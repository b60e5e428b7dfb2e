use std::sync::Arc;

use dashmap::DashMap;
use tokio::sync::{Mutex, OwnedMutexGuard};

/// 按 session_id 划分的异步互斥锁表
///
/// 同一会话上的执行与关闭串行进行，不同会话互不阻塞。
/// 条目只在有调用方持有或等待时存在，最后一个 guard 释放时移除。
#[derive(Debug, Default)]
pub struct SessionLocks {
    locks: DashMap<String, Arc<Mutex<()>>>,
}

/// 会话锁 guard，drop 时清理无人引用的条目
pub struct SessionLockGuard<'a> {
    locks: &'a SessionLocks,
    session_id: String,
    guard: Option<OwnedMutexGuard<()>>,
}

impl SessionLocks {
    pub fn new() -> Self {
        Self::default()
    }

    /// 获取会话锁，guard 释放前其他调用方等待
    pub async fn acquire(&self, session_id: &str) -> SessionLockGuard<'_> {
        // 先克隆出 Arc，避免跨 await 持有 DashMap 分片锁
        let lock = self
            .locks
            .entry(session_id.to_string())
            .or_default()
            .clone();
        let guard = lock.lock_owned().await;

        SessionLockGuard {
            locks: self,
            session_id: session_id.to_string(),
            guard: Some(guard),
        }
    }

    pub fn len(&self) -> usize {
        self.locks.len()
    }

    pub fn is_empty(&self) -> bool {
        self.locks.is_empty()
    }
}

impl Drop for SessionLockGuard<'_> {
    fn drop(&mut self) {
        // 先释放互斥锁，让 Arc 引用计数回落
        self.guard.take();
        // 计数为 1 说明只剩表内引用：没有持有者，也没有排队者
        self.locks
            .locks
            .remove_if(&self.session_id, |_, lock| Arc::strong_count(lock) == 1);
    }
}

#[cfg(test)]
mod tests {
    use super::*;
    use std::time::Duration;

    #[tokio::test]
    async fn test_same_session_is_serialized() {
        let locks = Arc::new(SessionLocks::new());
        let guard = locks.acquire("s1").await;

        let contender = {
            let locks = locks.clone();
            tokio::spawn(async move {
                let _g = locks.acquire("s1").await;
            })
        };

        tokio::time::sleep(Duration::from_millis(50)).await;
        assert!(!contender.is_finished());

        drop(guard);
        contender.await.unwrap();
    }

    #[tokio::test]
    async fn test_different_sessions_do_not_block() {
        let locks = SessionLocks::new();
        let _a = locks.acquire("a").await;
        let _b = tokio::time::timeout(Duration::from_millis(100), locks.acquire("b"))
            .await
            .expect("other session should not wait");
        assert_eq!(locks.len(), 2);
    }

    #[tokio::test]
    async fn test_entry_removed_when_guard_drops() {
        let locks = SessionLocks::new();
        let guard = locks.acquire("s1").await;
        assert_eq!(locks.len(), 1);
        drop(guard);
        assert!(locks.is_empty());
    }

    #[tokio::test]
    async fn test_entry_kept_while_contender_waits() {
        let locks = Arc::new(SessionLocks::new());
        let guard = locks.acquire("s1").await;

        let contender = {
            let locks = locks.clone();
            tokio::spawn(async move {
                let _g = locks.acquire("s1").await;
            })
        };
        tokio::time::sleep(Duration::from_millis(50)).await;

        // 排队者仍引用该条目
        drop(guard);
        assert_eq!(locks.len(), 1);

        contender.await.unwrap();
        assert!(locks.is_empty());
    }
}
☆ ☆ ☆ ☆
WHAT TO PRODUCE> Copy, please, every line from the start of the entries down to the line that holds "assert!(!contender.is_finished());", with both of those lines included and no others.

EXERCISE RESPONSE>
repository b60e5e428b7dfb2e
use std::sync::Arc;

use dashmap::DashMap;
use tokio::sync::{Mutex, OwnedMutexGuard};

/// 按 session_id 划分的异步互斥锁表
///
/// 同一会话上的执行与关闭串行进行，不同会话互不阻塞。
/// 条目只在有调用方持有或等待时存在，最后一个 guard 释放时移除。
#[derive(Debug, Default)]
pub struct SessionLocks {
    locks: DashMap<String, Arc<Mutex<()>>>,
}

/// 会话锁 guard，drop 时清理无人引用的条目
pub struct SessionLockGuard<'a> {
    locks: &'a SessionLocks,
    session_id: String,
    guard: Option<OwnedMutexGuard<()>>,
}

impl SessionLocks {
    pub fn new() -> Self {
        Self::default()
    }

    /// 获取会话锁，guard 释放前其他调用方等待
    pub async fn acquire(&self, session_id: &str) -> SessionLockGuard<'_> {
        // 先克隆出 Arc，避免跨 await 持有 DashMap 分片锁
        let lock = self
            .locks
            .entry(session_id.to_string())
            .or_default()
            .clone();
        let guard = lock.lock_owned().await;

        SessionLockGuard {
            locks: self,
            session_id: session_id.to_string(),
            guard: Some(guard),
        }
    }

    pub fn len(&self) -> usize {
        self.locks.len()
    }

    pub fn is_empty(&self) -> bool {
        self.locks.is_empty()
    }
}

impl Drop for SessionLockGuard<'_> {
    fn drop(&mut self) {
        // 先释放互斥锁，让 Arc 引用计数回落
        self.guard.take();
        // 计数为 1 说明只剩表内引用：没有持有者，也没有排队者
        self.locks
            .locks
            .remove_if(&self.session_id, |_, lock| Arc::strong_count(lock) == 1);
    }
}

#[cfg(test)]
mod tests {
    use super::*;
    use std::time::Duration;

    #[tokio::test]
    async fn test_same_session_is_serialized() {
        let locks = Arc::new(SessionLocks::new());
        let guard = locks.acquire("s1").await;

        let contender = {
            let locks = locks.clone();
            tokio::spawn(async move {
                let _g = locks.acquire("s1").await;
            })
        };

        tokio::time::sleep(Duration::from_millis(50)).await;
        assert!(!contender.is_finished());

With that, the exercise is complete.